Tapi Minggu malah terkekeh, tangannya jahil sekali mengacak rambut saya. "Haha, kalau saya tak aneh, tak mungkin saya bisa dekat dengan kamu. Makanya, besok-besok jangan mudah membalas pesan, karena kamu bulan, mudah membuat jatuh cinta makhluk bumi termasuk saya."

"Apa sih Minggu! Menyebalkan, gombal! Kamu juga bukan makhluk bumi. Kamu baskara, Minggu."

"Baskara juga sayang bulan, Senin. Tak mungkin ia turut serta menyinari bulan yang notabenya bukan bintang bila tak sayang."

"Kamu bodoh! Itu memang takdir!"

Saya menyelonong pergi, padahal mati-matian menahan senyum yang ingin terpatri. Minggu sudah ada di samping saya lagi, kakinya jenjang, pantas saja mudah.

"Haha, jangan marah Senin."

"Saya tidak marah, Minggu! Saya mau pulang."

"Pulangnya dengan saya, Senin, toh kamu juga tadi menunggu saya kan selesai piket supa bisa bareng."
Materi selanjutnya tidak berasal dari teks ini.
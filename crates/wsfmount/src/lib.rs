// Copyright (c) Contributors to the SPK project.
// SPDX-License-Identifier: Apache-2.0
// https://github.com/spkenv/spk

//! Attach remote workspace filesystems and blob stores to this machine.

#![deny(unsafe_op_in_unsafe_fn)]

pub const VERSION: &str = env!("CARGO_PKG_VERSION");

#[cfg(test)]
mod fixtures;

pub mod config;
pub mod descriptor;
pub mod driver;
mod error;
pub mod region;
pub mod session;
pub mod symlink;

pub use descriptor::{
    BackendKind,
    DescriptorBuilder,
    MountPlan,
    MountTarget,
    NumaHint,
    SymlinkChain,
    Topology,
    TopologyMode,
};
pub use driver::{CommandRunner, DriverCommand, MountDriver, ProcessRunner};
pub use error::{Error, ErrorCategory, Result};
pub use region::{HostIdentity, RegionCode, RegionResolver, StaticHost, SystemHost};
pub use session::{MountSession, SessionReport, Stage, StageOutcome};

pub use self::config::{load_config, Config};

/// The host identity described by the given config.
///
/// A configured hostname takes the place of the real one.
pub fn host_identity(config: &Config) -> Box<dyn HostIdentity> {
    match config.host.hostname.as_deref().map(str::trim) {
        Some(hostname) if !hostname.is_empty() => Box::new(StaticHost::new(hostname)),
        _ => Box::new(SystemHost),
    }
}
Keterlaluan, tingkat pede Minggu selalu berlebihan! Dengan kesal saya memukul bahunya, membuat ia meringis padahal saya yakin itu tak membuatnya sakit. Menyebalkan!

"Pede!"

Ia terkekeh kecil, lesung pipinya semakin terlihat. Tak baik untuk kesehatan. Diabetes!

"Haha, ya sudah, ayuk pulang. Nanti aku dimarahin Ibuk, membuat anak gadisnya pulang kesorean. Lalu, ada cerita apa hari ini, Senin? Sepertinya ada yang baru."

Saya mengukir senyum. Mengamit matanya lekat-lekat. Minggu pendengar yang terlalu baik, ia selalu ada. Mempersilahkan saya bercerita, barangkali bagi dongeng untuknya. Alasan saya nyaman dengan Minggu, si baskara yang menyinari bulan.

Tuhan, untuk kali ini saya mohon, bisa tidak saya memiliki Minggu seutuhnya? Hanya untuk saya, untuk bulan saja, tanpa perlu dibagikan ke makhluk bumi atau planet-planet lain.

🌻🌻🌻

Selamat hari Senin semua di sekian kali waktu karantina :"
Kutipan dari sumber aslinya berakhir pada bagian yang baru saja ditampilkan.